The American Taxpayer Relief Act of 2012 ("ATRA"), also known as the "fiscal cliff legislation," made a number of changes that impact employee benefit plans. These changes are summarized in the chart below and explained in more detail on the next two pages:
Click here to view table.
"In-Plan" Roth Conversions
Since 2010, certain retirement plans (such as 401(k) and 403(b) plans) may permit participants to convert certain pre-tax account balances into separate Roth accounts held under the plan. This feature is often referred to as an "in-plan" Roth conversion. Before ATRA was passed, "in-plan" Roth conversions were limited to amounts that were otherwise immediately distributable under the plan (such as amounts that are distributable when a participant reaches normal retirement age, terminates employment or is eligible for an in-service distribution from the plan such as after reaching age 59½) and that qualified as "eligible rollover distributions" under the Internal Revenue Code.
For plan years beginning in 2013, ATRA expands the availability of "in-plan" Roth conversions to any pre-tax vested account balances under the plan, including amounts that are not otherwise eligible for immediate distribution from the plan.
The "in-plan" Roth conversion feature remains optional; employers are not required to adopt this feature.

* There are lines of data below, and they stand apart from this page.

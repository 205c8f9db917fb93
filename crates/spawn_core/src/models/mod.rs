pub mod combatant;
pub mod spawn_location;
pub mod team;

pub use combatant::{Combatant, CombatantId, Position};
pub use spawn_location::{LocationId, SpawnLocation};
pub use team::Team;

Employers that wish to offer "in-plan" Roth conversions, or that wish to expand the availability of "in-plan" Roth conversions, must amend their plan documents to reflect this change.
Mass Transit Benefits
Since 1998, employees have been permitted to pay certain qualified commuting expenses on a pre-tax basis, up to certain dollar limits per month. The monthly limits in effect for 2012 were $125 for qualified mass transit benefits and $240 for qualified parking benefits. ATRA increased the monthly limit for qualified mass transit benefits to $240 for 2012 and $245 for 2013. The increased monthly limit for qualified mass transit benefits is not permanent, and applies only through December 31, 2013, unless Congress extends this limit.
Because the increase in qualified mass transit benefits was made retroactive to January 1, 2012, an adjustment is available for qualified mass transit benefits paid in 2012 over the $125 per month cap and up to the new cap of $240 per month for 2012. To provide a retroactive adjustment for 2012, employers must take certain action specified in Notice 2013-8, which can be found here.

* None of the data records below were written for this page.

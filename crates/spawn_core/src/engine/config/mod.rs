//! # Spawn Selection Configuration
//!
//! Thresholds and cooldown are set once per match and validated at setup.
//! Runtime selection never re-validates.
//!
//! ## Usage
//! ```rust
//! use spawn_core::engine::config::SpawnConfig;
//!
//! let config = SpawnConfig::default();
//! let cautious = SpawnConfig::cautious();
//! let from_env = SpawnConfig::from_env_or_default();
//! # assert!(config.validate().is_ok() && cautious.validate().is_ok() && from_env.validate().is_ok());
//! ```
//!
//! ## Environment Variables
//!
//! - `SPAWN_PROFILE`: preset name (`aggressive`, `cautious`, anything else = default)
//! - `SPAWN_CONFIG_PATH`: JSON file with a full or partial `SpawnConfig`

mod config_env;
mod thresholds_config;

pub use config_env::{SPAWN_CONFIG_PATH_ENV, SPAWN_PROFILE_ENV};
pub use thresholds_config::SelectionThresholds;

use super::cooldown::DEFAULT_READY_EPSILON;
use crate::error::{Result, SpawnError};
use serde::{Deserialize, Serialize};
use std::env;

/// Seconds a location stays occupied after being chosen.
pub const DEFAULT_COOLDOWN_SECS: f32 = 2.0;

#[derive(Debug, Clone, Copy, PartialEq, Serialize, Deserialize)]
#[serde(default)]
pub struct SpawnConfig {
    pub thresholds: SelectionThresholds,
    /// Cooldown started on the chosen location (seconds)
    pub cooldown_secs: f32,
    /// Remaining cooldown at or below this counts as ready
    pub ready_epsilon: f32,
}

impl Default for SpawnConfig {
    fn default() -> Self {
        Self {
            thresholds: SelectionThresholds::default(),
            cooldown_secs: DEFAULT_COOLDOWN_SECS,
            ready_epsilon: DEFAULT_READY_EPSILON,
        }
    }
}

impl SpawnConfig {
    /// Push hard toward the front line, recycle locations quickly
    pub fn aggressive() -> Self {
        Self {
            thresholds: SelectionThresholds {
                min_enemy_distance: 6.0,
                min_friend_cluster_distance: 1.5,
                max_friend_distance: 25.0,
                squad_min_enemy_distance: None,
            },
            cooldown_secs: 1.5,
            ..Self::default()
        }
    }

    /// Keep a wide berth from enemies, spread the team out
    pub fn cautious() -> Self {
        Self {
            thresholds: SelectionThresholds {
                min_enemy_distance: 18.0,
                min_friend_cluster_distance: 3.0,
                max_friend_distance: 40.0,
                squad_min_enemy_distance: Some(8.0),
            },
            cooldown_secs: 3.0,
            ..Self::default()
        }
    }

    pub fn from_profile(name: &str) -> Self {
        match name.trim().to_lowercase().as_str() {
            "aggressive" => Self::aggressive(),
            "cautious" => Self::cautious(),
            _ => Self::default(),
        }
    }

    /// Load from environment variable SPAWN_PROFILE or use default
    pub fn from_env_or_default() -> Self {
        Self::from_profile(&env::var(SPAWN_PROFILE_ENV).unwrap_or_default())
    }

    /// `SPAWN_CONFIG_PATH` file if set, otherwise the `SPAWN_PROFILE` preset.
    pub fn from_env() -> Result<Self> {
        config_env::load_from_env()
    }

    pub fn from_json(json: &str) -> Result<Self> {
        Ok(serde_json::from_str(json)?)
    }

    pub fn to_json(&self) -> Result<String> {
        Ok(serde_json::to_string_pretty(self)?)
    }

    pub fn validate(&self) -> Result<()> {
        self.thresholds.validate()?;

        if !self.cooldown_secs.is_finite() || self.cooldown_secs <= 0.0 {
            return Err(SpawnError::invalid(format!(
                "cooldown_secs must be > 0, got {}",
                self.cooldown_secs
            )));
        }
        if !self.ready_epsilon.is_finite() || self.ready_epsilon <= 0.0 {
            return Err(SpawnError::invalid(format!(
                "ready_epsilon must be > 0, got {}",
                self.ready_epsilon
            )));
        }
        if self.ready_epsilon >= self.cooldown_secs {
            return Err(SpawnError::invalid(format!(
                "ready_epsilon ({}) must be smaller than cooldown_secs ({})",
                self.ready_epsilon, self.cooldown_secs
            )));
        }

        Ok(())
    }
}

Adoption Assistance Benefits
Since 1996, employers have been permitted to provide assistance to employees for qualified adoptions up to certain dollar limits per year. Qualified adoption assistance benefits are generally excludible from an employee's gross income. Qualified adoption assistance benefits were set to expire at the end of 2012. ATRA made this benefit permanent. For 2013, an employee may exclude from gross income expenses for qualified adoption assistance benefits in an amount up to $12,970 (this amount is adjusted annually for inflation). This income exclusion phases out for taxpayers above specified levels of modified adjusted gross income (MAGI), adjusted annually for inflation. For 2013, the phase-out begins for taxpayers with MAGI over $194,580 and is completely phased out for taxpayers with MAGI of $234,580 and above.

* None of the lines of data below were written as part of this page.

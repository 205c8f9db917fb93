use super::SpawnConfig;
use crate::error::{Result, SpawnError};
use std::path::Path;
use std::{env, fs};

pub const SPAWN_CONFIG_PATH_ENV: &str = "SPAWN_CONFIG_PATH";
pub const SPAWN_PROFILE_ENV: &str = "SPAWN_PROFILE";

pub(super) fn load_from_env() -> Result<SpawnConfig> {
    let path = env::var(SPAWN_CONFIG_PATH_ENV).ok();
    let profile = env::var(SPAWN_PROFILE_ENV).ok();
    resolve(path.as_deref(), profile.as_deref())
}

fn resolve(path: Option<&str>, profile: Option<&str>) -> Result<SpawnConfig> {
    match path.map(str::trim).filter(|p| !p.is_empty()) {
        Some(path) => load_from_path(Path::new(path)),
        None => {
            let profile = profile.unwrap_or_default();
            tracing::debug!(profile, "using spawn config preset");
            Ok(SpawnConfig::from_profile(profile))
        }
    }
}

pub(crate) fn load_from_path(path: &Path) -> Result<SpawnConfig> {
    let content = fs::read_to_string(path)
        .map_err(|source| SpawnError::ConfigIo { path: path.to_path_buf(), source })?;

    let config = SpawnConfig::from_json(&content)?;
    config.validate()?;

    tracing::info!(path = %path.display(), "loaded spawn config");
    Ok(config)
}

impl SpawnConfig {
    /// Load and validate a JSON config file.
    pub fn from_path(path: impl AsRef<Path>) -> Result<Self> {
        load_from_path(path.as_ref())
    }
}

Educational Assistance Programs
Since 2001, employers have been permitted to pay or reimburse employees up to $5,250 for education costs provided under qualified educational assistance plans. Qualified educational assistance benefits are generally excludible from an employee's gross income. This benefit was scheduled to expire at the end of 2012. ATRA made this tax benefit permanent.
Child Care Benefits
Since 2001, employers that provide childcare services have been eligible for a tax credit for certain costs of providing childcare assistance to employees, such as operating a qualified childcare facility or paying for a contract with a qualified childcare facility to provide childcare services to its employees. The maximum annual allowable tax credit for such purposes is $150,000. This tax credit was set to expire at the end of 2012. ATRA made this tax credit permanent.
Also, since 2001, employees have been permitted to exclude under a qualified dependent care assistance program up to $5,000 from an employee's gross income, provided that the amount did not exceed the lesser of the employee's income or the employee's spouse's income. For a married couple in which one spouse is a full-time student or incapable of self-care, such student or spouse is deemed to have income equal to the greater of actual earned income or an amount prescribed by statute. For 2012, this statutory amount was $250 per month if the married couple's family has only one "qualifying individual" (a dependent under age 13 or dependent spouse who is not capable of self-care) or $500 per month if the married couple's family has two or more "qualifying individuals" (dependents under age 13 and/or a dependent spouse who is not capable of self-care). These deemed income amounts were set to decrease to $200 and $400, respectively, in 2013. ATRA has maintained the amounts at the $250 and $500 levels, respectively.